Child deaths in families involved with the state Department of Children and Families are more likely in cases where agency workers have spent less time assessing and interacting with parents, a preliminary review by the agency indicates.
In recent legislative testimony, a DCF official said that an ongoing review of 248 cases – half in which a child under the age of 4 had died, and half in which there was no fatality – had turned up a number of “risk factors,” including the young age of parents, addiction and mental health problems, and a lack of “quality” contact with DCF social workers.
“We found that, in the comparison or control cases (where no fatalities occurred), we were assessing parents more, we were visiting parents more. The quality of home visits were more of (high) quality than those in which fatalities had occurred,” DCF research supervisor Janet Gonzalez told members of the Committee on Children.
That finding “feeds one of our recommendations, in regards to enhancing the assessments that we do of families in the home,” she said.
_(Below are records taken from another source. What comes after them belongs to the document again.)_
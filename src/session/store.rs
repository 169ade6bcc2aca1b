use std::collections::HashMap;
use std::sync::Arc;

use tokio::sync::{Mutex, MutexGuard, RwLock};
use tokio_util::sync::CancellationToken;

use super::state::SessionState;
use crate::error::StateViolation;

/// One live session: its state, a gate allowing a single learner turn at a
/// time, and the token that cancels in-flight backend calls.
#[derive(Debug)]
pub struct SessionHandle {
    state: Mutex<SessionState>,
    turn_gate: Mutex<()>,
    cancel: CancellationToken,
}

impl SessionHandle {
    pub fn new(state: SessionState) -> Self {
        Self {
            state: Mutex::new(state),
            turn_gate: Mutex::new(()),
            cancel: CancellationToken::new(),
        }
    }

    /// Lock the session state. Never held across a backend call.
    pub async fn lock(&self) -> MutexGuard<'_, SessionState> {
        self.state.lock().await
    }

    /// Claim the turn gate without waiting.
    pub fn begin_turn(&self, session_id: &str) -> Result<MutexGuard<'_, ()>, StateViolation> {
        self.turn_gate
            .try_lock()
            .map_err(|_| StateViolation::TurnInFlight {
                session_id: session_id.to_string(),
            })
    }

    pub fn cancel_token(&self) -> &CancellationToken {
        &self.cancel
    }

    pub fn cancel(&self) {
        self.cancel.cancel();
    }
}

/// Live sessions keyed by id. Sessions share nothing with each other.
#[derive(Debug, Default)]
pub struct SessionStore {
    sessions: RwLock<HashMap<String, Arc<SessionHandle>>>,
}

impl SessionStore {
    pub fn new() -> Self {
        Self::default()
    }

    pub async fn insert(&self, state: SessionState) -> Arc<SessionHandle> {
        let id = state.session_id.clone();
        let handle = Arc::new(SessionHandle::new(state));
        self.sessions.write().await.insert(id, Arc::clone(&handle));
        handle
    }

    pub async fn get(&self, session_id: &str) -> Result<Arc<SessionHandle>, StateViolation> {
        self.sessions
            .read()
            .await
            .get(session_id)
            .cloned()
            .ok_or_else(|| StateViolation::SessionNotFound {
                session_id: session_id.to_string(),
            })
    }

    pub async fn remove(&self, session_id: &str) -> Option<Arc<SessionHandle>> {
        self.sessions.write().await.remove(session_id)
    }

    /// Number of sessions held in memory.
    pub async fn live_count(&self) -> usize {
        self.sessions.read().await.len()
    }
}
//! Concept map model and structural analysis.
//!
//! A [`ConceptMap`] is the validated, in-core representation of a learner's
//! graph. It is built at the boundary from a [`ConceptMapInput`] or mutated
//! through [`MapEdit`] operations; both paths reject malformed shapes before
//! anything reaches the session engine.
//!
//! Identifiers are opaque and never leave the engine in learner-facing text.
//! Everything rendered for the learner or the generative backend goes through
//! label resolution ([`ConceptMap::describe`], [`ConceptMap::resolve`]).
//!
//! - [`diff`]: added/removed elements between two snapshots
//! - [`coverage`]: structural coverage against a reference map
//! - [`longitudinal`]: growth across an ordered list of snapshots

mod coverage;
mod diff;

pub use coverage::*;
pub use diff::*;

use std::collections::{BTreeMap, BTreeSet};

use serde::{Deserialize, Serialize};

use crate::error::{ValidationError, ValidationResult};

/// Identifiers at least this long are always scrubbed from free text.
/// Shorter ones are scrubbed only when they carry a digit or separator, so
/// plain words such as `a` or `root` survive.
const MIN_SCRUB_ID_LEN: usize = 8;

/// Normalization key for labels: trimmed and case-folded.
pub fn normalize_label(label: &str) -> String {
    label.trim().to_lowercase()
}

/// A node in a concept map.
#[derive(Debug, Clone, PartialEq, Eq, Serialize, Deserialize)]
pub struct Concept {
    /// Opaque identifier, never shown to the learner.
    pub id: String,
    /// Display text.
    pub label: String,
}

/// A directed, labelled edge between two concepts of the same map.
#[derive(Debug, Clone, PartialEq, Eq, Serialize, Deserialize)]
pub struct Relationship {
    /// Opaque identifier.
    pub id: String,
    /// Source concept id.
    pub source: String,
    /// Target concept id.
    pub target: String,
    /// Relation text, may be empty.
    #[serde(default)]
    pub label: String,
}

/// A relationship with both endpoints resolved to display labels.
#[derive(Debug, Clone, PartialEq, Eq, Serialize)]
pub struct ResolvedRelationship {
    pub source: String,
    pub target: String,
    pub label: String,
}

/// Wire shape of a concept map, validated into [`ConceptMap`].
#[derive(Debug, Clone, Default, Serialize, Deserialize)]
pub struct ConceptMapInput {
    #[serde(default)]
    pub round: usize,
    #[serde(default)]
    pub concepts: Vec<Concept>,
    #[serde(default)]
    pub relationships: Vec<Relationship>,
    #[serde(default, skip_serializing_if = "Option::is_none")]
    pub last_added: Option<String>,
}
The review comes as Connecticut grapples with a high number of child deaths, outlined in a recent report by the state Office of the Child Advocate (OCA). Of 82 deaths of children, birth to 3, in 2013, 38 were deemed non-natural. Of those, 21 lived in families that had current or previous involvement with DCF, the report showed. Nine of those deaths were associated with abuse or neglect.
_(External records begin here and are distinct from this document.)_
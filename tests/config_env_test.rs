//! Config environment variable tests
//!
//! These tests verify that Config::from_env() correctly reads and applies
//! environment variable overrides. Config::from_env() also loads a .env file
//! via dotenvy, so these tests only assert on variables they set.
//!
//! Tests use #[serial] to prevent race conditions with shared env vars.

use mcp_concept_scaffolding::agents::{ScaffoldingType, SequencePolicyKind};
use mcp_concept_scaffolding::config::{Config, LogFormat};
use mcp_concept_scaffolding::AppError;
use serial_test::serial;
use std::env;

fn with_vars<F: FnOnce()>(vars: &[(&str, &str)], test: F) {
    for (key, value) in vars {
        env::set_var(key, value);
    }
    test();
    for (key, _) in vars {
        env::remove_var(key);
    }
}

#[test]
#[serial]
fn test_config_from_env_loads_successfully() {
    let result = Config::from_env();
    assert!(result.is_ok(), "Config::from_env() should succeed: {:?}", result.err());
}

#[test]
#[serial]
fn test_config_from_env_llm_settings() {
    with_vars(
        &[
            ("LLM_API_KEY", "sk-test"),
            ("LLM_BASE_URL", "https://custom.api.com/v1"),
            ("LLM_PRIMARY_MODEL", "model-a"),
            ("LLM_FALLBACK_MODEL", "model-b"),
            ("LLM_MAX_TOKENS", "256"),
        ],
        || {
            let config = Config::from_env().unwrap();
            assert_eq!(config.llm.api_key.as_deref(), Some("sk-test"));
            assert_eq!(config.llm.base_url, "https://custom.api.com/v1");
            assert_eq!(config.llm.primary_model, "model-a");
            assert_eq!(config.llm.fallback_model, "model-b");
            assert_eq!(config.llm.max_tokens, 256);
        },
    );
}

#[test]
#[serial]
fn test_config_blank_api_key_disables_backend() {
    with_vars(&[("LLM_API_KEY", "   ")], || {
        let config = Config::from_env().unwrap();
        assert!(config.llm.api_key.is_none());
    });
}

#[test]
#[serial]
fn test_config_from_env_custom_database() {
    with_vars(
        &[
            ("DATABASE_PATH", "/custom/path.db"),
            ("DATABASE_MAX_CONNECTIONS", "10"),
        ],
        || {
            let config = Config::from_env().unwrap();
            assert_eq!(config.database.path.to_str().unwrap(), "/custom/path.db");
            assert_eq!(config.database.max_connections, 10);
        },
    );
}

#[test]
#[serial]
fn test_config_from_env_json_log_format() {
    with_vars(&[("LOG_FORMAT", "JSON")], || {
        let config = Config::from_env().unwrap();
        assert_eq!(config.logging.format, LogFormat::Json);
    });
}

#[test]
#[serial]
fn test_config_from_env_custom_request() {
    with_vars(
        &[
            ("REQUEST_TIMEOUT_MS", "60000"),
            ("MAX_RETRIES", "5"),
            ("RETRY_DELAY_MS", "2000"),
        ],
        || {
            let config = Config::from_env().unwrap();
            assert_eq!(config.request.timeout_ms, 60000);
            assert_eq!(config.request.max_retries, 5);
            assert_eq!(config.request.retry_delay_ms, 2000);
        },
    );
}

#[test]
#[serial]
fn test_config_session_overrides() {
    with_vars(
        &[
            ("SEQUENCE_POLICY", "randomized"),
            ("SEQUENCE_SEED", "42"),
            ("MAX_EXCHANGES", "3"),
            ("ROUND_TIME_LIMIT_SECS", "0"),
        ],
        || {
            let config = Config::from_env().unwrap();
            assert_eq!(config.session.sequence_policy, SequencePolicyKind::Randomized);
            assert_eq!(config.session.sequence_seed, Some(42));
            assert_eq!(config.session.max_exchanges, 3);
            assert_eq!(config.session.round_time_limit_secs, 0);
        },
    );
}

#[test]
#[serial]
fn test_config_fixed_sequence() {
    with_vars(&[("FIXED_SEQUENCE", "strategic,conceptual")], || {
        let config = Config::from_env().unwrap();
        assert_eq!(
            config.session.fixed_sequence,
            vec![ScaffoldingType::Strategic, ScaffoldingType::Conceptual]
        );
    });
}

#[test]
#[serial]
fn test_config_rejects_repeated_sequence() {
    with_vars(&[("FIXED_SEQUENCE", "strategic,strategic")], || {
        let err = Config::from_env().unwrap_err();
        assert!(matches!(err, AppError::Config { .. }));
        assert!(err.to_string().contains("repeats"));
    });
}

#[test]
#[serial]
fn test_config_invalid_numbers_fall_back() {
    with_vars(
        &[
            ("MAX_EXCHANGES", "many"),
            ("ZPD_ALPHA", "1.7"),
            ("INTENSITY_MEDIUM_THRESHOLD", "9"),
            ("INTENSITY_LOW_THRESHOLD", "3"),
        ],
        || {
            let config = Config::from_env().unwrap();
            assert_eq!(config.session.max_exchanges, 5);
            assert_eq!(config.zpd.alpha, 0.6);
            assert_eq!(config.zpd.medium_threshold, 4);
            assert_eq!(config.zpd.low_threshold, 8);
        },
    );
}

#[test]
#[serial]
fn test_config_zpd_overrides() {
    with_vars(
        &[
            ("ALLOW_LOW_INTENSITY", "true"),
            ("ZPD_ALPHA", "0.3"),
            ("ZPD_SCORE_CEILING", "0"),
        ],
        || {
            let config = Config::from_env().unwrap();
            assert!(config.zpd.allow_low_intensity);
            assert_eq!(config.zpd.alpha, 0.3);
            assert_eq!(config.zpd.score_ceiling, 1);
        },
    );
}

#[test]
#[serial]
fn test_config_expert_map_path() {
    with_vars(&[("EXPERT_MAP_PATH", "/data/reference.json")], || {
        let config = Config::from_env().unwrap();
        assert_eq!(
            config.expert_map_path.unwrap().to_str().unwrap(),
            "/data/reference.json"
        );
    });
}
In its report, the child advocate’s office found that DCF’s response to “at-risk infants” was often insufficient, showing “gaps in risk assessment, treatment planning, case follow-up, and quality assurance.” Of special concern was a spate of deaths due to unsafe sleeping practices, some in which babies were found face down in a parent’s bed. In one such case cited by OCA, a 2-month-old was found dead in her parents’ bed, in a family that had a history of 10 prior DCF reports and parental substance abuse.
At the recent committee hearing, both Child Advocate Sarah Eagan and DCF officials spoke of new efforts to educate parents about unsafe sleep practices. Gonzalez said unsafe sleeping was a “major” concern, and that the department’s own review shows more education is needed.
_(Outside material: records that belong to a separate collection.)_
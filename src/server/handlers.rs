use serde::{Deserialize, Serialize};
use serde_json::Value;
use tracing::info;

use super::SharedState;
use crate::concept_map::{
    coverage_report, longitudinal, ConceptMap, ConceptMapInput, ExpertConceptMap, MapEdit,
    Snapshot,
};
use crate::error::{McpError, McpResult, ValidationError};
use crate::session::ProfileAnswers;

/// Route tool calls to appropriate handlers
pub async fn handle_tool_call(
    state: &SharedState,
    tool_name: &str,
    arguments: Option<Value>,
) -> McpResult<Value> {
    info!(tool = %tool_name, "Routing tool call");

    match tool_name {
        // Session lifecycle
        "scaffold_create_session" => handle_create_session(state, arguments).await,
        "scaffold_submit_profile" => handle_submit_profile(state, arguments).await,
        "scaffold_start_round" => handle_start_round(state, arguments).await,
        // Map editing
        "scaffold_edit_map" => handle_edit_map(state, arguments).await,
        "scaffold_replace_map" => handle_replace_map(state, arguments).await,
        // Dialogue
        "scaffold_submit_utterance" => handle_submit_utterance(state, arguments).await,
        "scaffold_finish_round" => handle_finish_round(state, arguments).await,
        "scaffold_check_timer" => handle_check_timer(state, arguments).await,
        // Ending and export
        "scaffold_end_session" => handle_end_session(state, arguments).await,
        "scaffold_export_session" => handle_export_session(state, arguments).await,
        "scaffold_session_status" => handle_session_status(state, arguments).await,
        // Offline analysis
        "scaffold_coverage" => handle_coverage(state, arguments).await,
        "scaffold_progress" => handle_progress(state, arguments).await,
        _ => Err(McpError::UnknownTool {
            tool_name: tool_name.to_string(),
        }),
    }
}

// ============================================================================
// Tool parameters
// ============================================================================

/// Arguments of tools that only name a session.
#[derive(Debug, Deserialize)]
pub struct SessionParams {
    pub session_id: String,
}

#[derive(Debug, Deserialize)]
pub struct CreateSessionParams {
    pub participant_id: String,
    #[serde(default)]
    pub display_name: Option<String>,
    #[serde(default)]
    pub expert_map: Option<ExpertConceptMap>,
}

#[derive(Debug, Deserialize)]
pub struct SubmitProfileParams {
    pub session_id: String,
    #[serde(flatten)]
    pub answers: ProfileAnswers,
}

#[derive(Debug, Deserialize)]
pub struct EditMapParams {
    pub session_id: String,
    pub edit: MapEdit,
}

#[derive(Debug, Deserialize)]
pub struct ReplaceMapParams {
    pub session_id: String,
    pub map: ConceptMapInput,
}

#[derive(Debug, Deserialize)]
pub struct UtteranceParams {
    pub session_id: String,
    pub text: String,
}

#[derive(Debug, Deserialize)]
pub struct CoverageParams {
    pub map: ConceptMap,
    #[serde(default)]
    pub reference: Option<ExpertConceptMap>,
    #[serde(default)]
    pub previous: Option<ConceptMap>,
}

#[derive(Debug, Deserialize)]
pub struct ProgressParams {
    pub snapshots: Vec<Snapshot>,
    #[serde(default)]
    pub reference: Option<ExpertConceptMap>,
}

// ============================================================================
// Session handlers
// ============================================================================

async fn handle_create_session(state: &SharedState, arguments: Option<Value>) -> McpResult<Value> {
    execute_handler(
        "scaffold_create_session",
        arguments,
        |params: CreateSessionParams| async move {
            state
                .orchestrator
                .create_session(&params.participant_id, params.display_name, params.expert_map)
                .await
        },
    )
    .await
}

async fn handle_submit_profile(state: &SharedState, arguments: Option<Value>) -> McpResult<Value> {
    execute_handler(
        "scaffold_submit_profile",
        arguments,
        |params: SubmitProfileParams| async move {
            state
                .orchestrator
                .submit_profile(&params.session_id, params.answers)
                .await
        },
    )
    .await
}

async fn handle_start_round(state: &SharedState, arguments: Option<Value>) -> McpResult<Value> {
    execute_handler(
        "scaffold_start_round",
        arguments,
        |params: SessionParams| async move {
            state.orchestrator.start_round(&params.session_id).await
        },
    )
    .await
}

async fn handle_edit_map(state: &SharedState, arguments: Option<Value>) -> McpResult<Value> {
    execute_handler(
        "scaffold_edit_map",
        arguments,
        |params: EditMapParams| async move {
            state
                .orchestrator
                .apply_edit(&params.session_id, params.edit)
                .await
        },
    )
    .await
}

async fn handle_replace_map(state: &SharedState, arguments: Option<Value>) -> McpResult<Value> {
    execute_handler(
        "scaffold_replace_map",
        arguments,
        |params: ReplaceMapParams| async move {
            state
                .orchestrator
                .replace_snapshot(&params.session_id, params.map)
                .await
        },
    )
    .await
}

async fn handle_submit_utterance(
    state: &SharedState,
    arguments: Option<Value>,
) -> McpResult<Value> {
    execute_handler(
        "scaffold_submit_utterance",
        arguments,
        |params: UtteranceParams| async move {
            state
                .orchestrator
                .submit_utterance(&params.session_id, &params.text)
                .await
        },
    )
    .await
}

async fn handle_finish_round(state: &SharedState, arguments: Option<Value>) -> McpResult<Value> {
    execute_handler(
        "scaffold_finish_round",
        arguments,
        |params: SessionParams| async move {
            state.orchestrator.finish_round(&params.session_id).await
        },
    )
    .await
}

async fn handle_check_timer(state: &SharedState, arguments: Option<Value>) -> McpResult<Value> {
    execute_handler(
        "scaffold_check_timer",
        arguments,
        |params: SessionParams| async move {
            state.orchestrator.check_round_timer(&params.session_id).await
        },
    )
    .await
}

async fn handle_end_session(state: &SharedState, arguments: Option<Value>) -> McpResult<Value> {
    execute_handler(
        "scaffold_end_session",
        arguments,
        |params: SessionParams| async move {
            state.orchestrator.end_session(&params.session_id).await
        },
    )
    .await
}

async fn handle_export_session(state: &SharedState, arguments: Option<Value>) -> McpResult<Value> {
    execute_handler(
        "scaffold_export_session",
        arguments,
        |params: SessionParams| async move {
            state.orchestrator.export_session(&params.session_id).await
        },
    )
    .await
}

async fn handle_session_status(state: &SharedState, arguments: Option<Value>) -> McpResult<Value> {
    execute_handler(
        "scaffold_session_status",
        arguments,
        |params: SessionParams| async move { state.orchestrator.status(&params.session_id).await },
    )
    .await
}

// ============================================================================
// Analysis handlers
// ============================================================================

async fn handle_coverage(state: &SharedState, arguments: Option<Value>) -> McpResult<Value> {
    execute_handler("scaffold_coverage", arguments, |params: CoverageParams| async move {
        let reference = resolve_reference(state, params.reference)?;
        let previous = params.previous.unwrap_or_default();
        coverage_report(&params.map, &previous, reference.map())
    })
    .await
}

async fn handle_progress(state: &SharedState, arguments: Option<Value>) -> McpResult<Value> {
    execute_handler("scaffold_progress", arguments, |params: ProgressParams| async move {
        let reference = params
            .reference
            .or_else(|| state.default_reference().cloned());
        longitudinal(&params.snapshots, reference.as_ref().map(ExpertConceptMap::map))
    })
    .await
}

/// Explicit reference first, then the server default.
fn resolve_reference(
    state: &SharedState,
    explicit: Option<ExpertConceptMap>,
) -> Result<ExpertConceptMap, ValidationError> {
    explicit
        .or_else(|| state.default_reference().cloned())
        .ok_or_else(|| {
            ValidationError::field("reference", "required when no default reference is configured")
        })
}

// ============================================================================
// Helper functions
// ============================================================================

/// Helper to parse arguments with consistent error handling
fn parse_arguments<T: serde::de::DeserializeOwned>(
    tool_name: &str,
    arguments: Option<Value>,
) -> McpResult<T> {
    match arguments {
        Some(args) => serde_json::from_value(args).map_err(|e| McpError::InvalidParameters {
            tool_name: tool_name.to_string(),
            message: e.to_string(),
        }),
        None => Err(McpError::InvalidParameters {
            tool_name: tool_name.to_string(),
            message: "Missing arguments".to_string(),
        }),
    }
}

/// Parse typed parameters, run the operation and serialize its result.
/// Operation errors surface as `ExecutionFailed` with the original message.
async fn execute_handler<P, R, E, F, Fut>(
    tool_name: &str,
    arguments: Option<Value>,
    operation: F,
) -> McpResult<Value>
where
    P: serde::de::DeserializeOwned,
    R: Serialize,
    E: std::fmt::Display,
    F: FnOnce(P) -> Fut,
    Fut: std::future::Future<Output = Result<R, E>>,
{
    let params: P = parse_arguments(tool_name, arguments)?;

    let result = operation(params)
        .await
        .map_err(|e| McpError::ExecutionFailed {
            message: e.to_string(),
        })?;

    serde_json::to_value(result).map_err(McpError::Json)
}

#[cfg(test)]
#[path = "handlers_tests.rs"]
mod handlers_tests;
“Although we saw that staff was providing parents with that information, we didn’t see an ongoing discussion about that,” Gonzalez said. “They give (families) a brochure, they speak about it initially — but then ongoing conversations have to happen after that.”
In her testimony, DCF Commissioner Joette Katz said that every death of a child with DCF involvement triggers a “rigorous review” to help the agency identify patterns, gaps and responsive changes.
“Let me be direct: I am deeply concerned about the increase in child deaths over the past three years,” Katz said. But she added, “The issue is not DCF involvement – it’s whether that involvement is relevant to the fatalities.” Just because DCF is involved with a family “does not mean that the agency is going to foresee future events.”
Katz said a number of the child deaths cited in the OCA report were cases in which DCF’s involvement was “remote from the subsequent cause of death.” In one example, she said, DCF had intervened when a mother giving birth at a hospital had tested positive for drugs – a result that ended up as a false positive. Two years later, she said, one of the mother’s children died after being assaulted by a new boyfriend.
“Simply being involved with a family in the past does not mean we can prevent a death in the future,” Katz said.
She said the ongoing review of child deaths by her department was intended to “better understand the factors that correlate with these fatalities” and to improve “case practice and services.”
Gonzalez said many of the findings of the DCF study “mirror what the child advocate found.” DCF already takes into account the age of parents and substance abuse and mental health issues, agency spokesman Gary Kleeblatt said.
He said that because the study is still underway, “it would be premature to make conclusions about recommendations or ensuing actions,” including whether the quality of home visits and assessments for high-risk families might be improved.
In response to concerns about child fatalities, DCF is now working with hospitals to improve how investigators, hospitals and primary care providers recognize abuse when a child suffers an injury. In addition, social workers are now talking to every family with a child under the age of 1 about safe sleeping practices.
The OCA report notes that DCF, like child welfare agencies in other states, is focusing on “family preservation” – removing fewer children to foster care or group placement settings. Eagan said she was not questioning that general approach, but instead was concerned that high-risk families receive appropriate and intensive assessments, visitations and interventions.
“As DCF moves to family preservation…it is essential to dig in and look at, how effectively are we doing this work?” she said. “Do we have a child welfare policy and practice that is responsive to this high-risk population?”
This summer, a federal court monitor criticized staff reductions at DCF and raised concerns that “thousands of children and families” in need of behavioral health and other supports were struggling to access limited community services. The monitor recommended that DCF consider “tempering further reductions in congregate care… until sufficient levels of community-based services are available.”
In her testimony, Katz defended the policy shift away from institutional care, saying, “If we removed all the children in these families, the system would be overwhelmed. The human toll would be catastrophic.”